─── DATA LISTING

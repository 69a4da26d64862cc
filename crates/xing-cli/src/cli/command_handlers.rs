use crate::cli::main_types::{CallArgs, ConfigCommands};
use std::path::PathBuf;
use xing_core::api::client::XingClient;
use xing_core::api::params::ParameterSet;
use xing_core::api::request::Request;
use xing_core::api::response::{ContentType, Decoded};
use xing_core::api::transport::Verb;
use xing_core::core::services::config_service::ConfigService;
use xing_core::core::services::user_service::UserService;
use xing_core::error::{AppError, CliError};
use xing_core::storage::credentials::has_credentials;
use xing_core::utils::logging::print_verbose;
use xing_core::utils::validation::{parse_key_value, validate_endpoint};

#[derive(Default)]
pub struct ConfigHandler;

impl ConfigHandler {
    pub fn new() -> Self {
        Self
    }

    pub fn handle(
        &self,
        command: ConfigCommands,
        config_service: &mut ConfigService,
        config_path: Option<PathBuf>,
        verbose: bool,
    ) -> Result<(), AppError> {
        match command {
            ConfigCommands::Show => {
                print_verbose(verbose, "Attempting config show command using ConfigService");

                let config = config_service.config();
                println!("Current Configuration:");
                println!("=====================");
                println!("Base URL: {}", config_service.get_base_url());
                println!(
                    "Consumer key: {}",
                    config.consumer_key.as_deref().unwrap_or("(from environment)")
                );
                println!("Timeout: {}s", config.get_timeout_secs());

                if has_credentials() {
                    println!("OAuth credentials: set");
                } else {
                    println!("OAuth credentials: not set (export the XING_* variables)");
                }

                Ok(())
            }
            ConfigCommands::Set {
                base_url,
                consumer_key,
                timeout,
            } => {
                let mut updated_fields = Vec::new();

                if let Some(url) = base_url {
                    config_service.set_base_url(url.clone())?;
                    updated_fields.push(format!("base URL to: {}", url));
                }

                if let Some(key) = consumer_key {
                    config_service.set_consumer_key(key);
                    updated_fields.push("consumer key".to_string());
                }

                if let Some(secs) = timeout {
                    config_service.set_timeout_secs(secs)?;
                    updated_fields.push(format!("timeout to: {}s", secs));
                }

                if updated_fields.is_empty() {
                    return Err(AppError::Cli(CliError::InvalidArguments(
                        "No configuration values provided. Use --base-url, --consumer-key or --timeout".to_string(),
                    )));
                }

                println!("Set {}", updated_fields.join(", "));
                config_service.save_config(config_path)?;
                println!("Configuration saved successfully.");
                Ok(())
            }
        }
    }
}

#[derive(Default)]
pub struct CallHandler;

impl CallHandler {
    pub fn new() -> Self {
        Self
    }

    pub async fn handle(
        &self,
        args: CallArgs,
        client: XingClient,
        verbose: bool,
    ) -> Result<(), AppError> {
        let verb: Verb = args
            .verb
            .parse()
            .map_err(|e: String| AppError::Cli(CliError::InvalidArguments(e)))?;
        validate_endpoint(&args.endpoint)?;
        let params = parse_params(&args.params)?;

        let content_type = if args.text {
            ContentType::Text
        } else {
            ContentType::Json
        };

        print_verbose(
            verbose,
            &format!("{} {} with {} parameter(s)", verb, args.endpoint, params.len()),
        );

        let decoded = Request::new(client)
            .execute(verb, &args.endpoint, Some(&params), content_type)
            .await?;

        print_decoded(&decoded);
        Ok(())
    }
}

#[derive(Default)]
pub struct MeHandler;

impl MeHandler {
    pub fn new() -> Self {
        Self
    }

    pub async fn handle(
        &self,
        fields: Option<String>,
        client: XingClient,
        verbose: bool,
    ) -> Result<(), AppError> {
        print_verbose(verbose, "Fetching profile of the authorizing user");

        let service = UserService::new(Request::new(client));
        let profile = service.me(fields.as_deref()).await?;

        print_decoded(&Decoded::Structured(profile));
        Ok(())
    }
}

fn parse_params(args: &[String]) -> Result<ParameterSet, AppError> {
    let mut params = ParameterSet::new();
    for arg in args {
        let (key, value) = parse_key_value(arg)?;
        params.insert(key, value);
    }
    Ok(params)
}

fn print_decoded(decoded: &Decoded) {
    match decoded {
        Decoded::Empty => {}
        Decoded::Text(text) => println!("{}", text),
        Decoded::Structured(value) => match serde_json::to_string_pretty(value) {
            Ok(pretty) => println!("{}", pretty),
            Err(_) => println!("{}", value),
        },
    }
}
//! Provider-mandated parameter defaults
//!
//! Only keys already present in the input are touched. A rule fills in or
//! normalizes the value of its key; keys without a rule pass through.

use super::models::all_user_fields;
use super::params::{ParamValue, ParameterSet};
use serde_json::Value;

/// Resolve defaults for a raw parameter set.
///
/// `None` resolves to an empty set. The output has exactly the input's keys,
/// in the input's order.
pub fn resolve_defaults(params: Option<&ParameterSet>) -> ParameterSet {
    let Some(params) = params else {
        return ParameterSet::new();
    };

    params
        .iter()
        .map(|(key, value)| (key, resolve_value(key, value)))
        .collect()
}

fn resolve_value(key: &str, value: &ParamValue) -> ParamValue {
    match key {
        "offset" => ParamValue::Integer(offset_value(value)),
        "user_fields" if value.is_null() => ParamValue::Text(all_user_fields()),
        _ => value.clone(),
    }
}

// Anything that does not read as a whole integer counts as the first page, so
// a string with trailing garbage such as "5abc" resolves to 0 rather than 5.
fn offset_value(value: &ParamValue) -> i64 {
    match value {
        ParamValue::Integer(n) => *n,
        ParamValue::Text(s) => s.trim().parse().unwrap_or(0),
        ParamValue::Opaque(Value::Number(n)) => n.as_i64().unwrap_or(0),
        ParamValue::Opaque(Value::String(s)) => s.trim().parse().unwrap_or(0),
        ParamValue::Null | ParamValue::Opaque(_) => 0,
    }
}
//! # xing-core
//!
//! Request-execution core for the XING REST API.
//!
//! Every call goes through one pipeline: provider defaults are filled in,
//! parameters are encoded per verb, the call is sent through an
//! [`AuthenticatedTransport`](api::transport::AuthenticatedTransport), and the
//! body is decoded or turned into a typed [`RequestError`](error::RequestError).
//!
//! ## Quick Start
//!
//! ```rust,ignore
//! use xing_core::prelude::*;
//!
//! #[tokio::main]
//! async fn main() -> xing_core::Result<()> {
//!     let config = Config::load(None)?;
//!     let client = ConfigService::new(config).build_client()?;
//!     let request = Request::new(client);
//!
//!     let params = ParameterSet::new().with("user_fields", "id,display_name");
//!     let me = request
//!         .execute(Verb::Get, "v1/users/me", Some(&params), ContentType::Json)
//!         .await?;
//!
//!     Ok(())
//! }
//! ```
//!
//! ## Layers
//!
//! ```text
//! ┌─────────────────────────────────────┐
//! │           API Layer                 │  params, defaults, dispatch, decoding, errors
//! ├─────────────────────────────────────┤
//! │          Core Layer                 │  services wrapping API calls
//! ├─────────────────────────────────────┤
//! │        Storage Layer                │  configuration, OAuth credentials
//! ├─────────────────────────────────────┤
//! │         Utils Layer                 │  validation, logging, error helpers
//! └─────────────────────────────────────┘
//! ```

pub use error::AppError;

/// Prelude module for convenient imports.
pub mod prelude {
    pub use crate::Result;
    pub use crate::error::{AppError, RequestError};

    pub use crate::api::client::XingClient;
    pub use crate::api::params::{ParamValue, ParameterSet};
    pub use crate::api::request::Request;
    pub use crate::api::response::{ContentType, Decoded};
    pub use crate::api::transport::{AuthenticatedTransport, Verb};

    pub use crate::core::services::config_service::ConfigService;
    pub use crate::core::services::user_service::UserService;

    pub use crate::storage::config::Config;
    pub use crate::storage::credentials::OAuthCredentials;
}

/// API layer - the request pipeline and the reqwest transport.
///
/// - [`api::params`]: parameter sets and query encoding
/// - [`api::defaults`]: provider-mandated defaults
/// - [`api::request`]: verb-aware dispatch
/// - [`api::response`]: content-aware decoding
/// - [`api::error_mapper`]: error payload classification
pub mod api;

/// Business logic layer - services built on [`api::request::Request`].
pub mod core;

/// Storage layer - configuration and credentials.
pub mod storage;

/// Utilities layer - validation, logging and error helpers.
pub mod utils;

/// Error handling - hierarchical error system.
///
/// - Provider errors as one [`error::RequestError`] variant per known error name
/// - Severity levels and troubleshooting hints
pub mod error;

/// Convenient Result type alias using [`AppError`].
pub type Result<T> = std::result::Result<T, AppError>;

──────

TASK INSTRUCTIONS >>
Ending with the line containing "use xing_core::core::services::user_service::UserService;", please print exactly the lines of the material above from its first line onward, and nothing else.

RESPONSE TO THIS TASK >>
repository 69a4da26d64862cc
filename crates/xing-cli/src/cli/command_handlers.rs
use crate::cli::main_types::{CallArgs, ConfigCommands};
use std::path::PathBuf;
use xing_core::api::client::XingClient;
use xing_core::api::params::ParameterSet;
use xing_core::api::request::Request;
use xing_core::api::response::{ContentType, Decoded};
use xing_core::api::transport::Verb;
use xing_core::core::services::config_service::ConfigService;
use xing_core::core::services::user_service::UserService;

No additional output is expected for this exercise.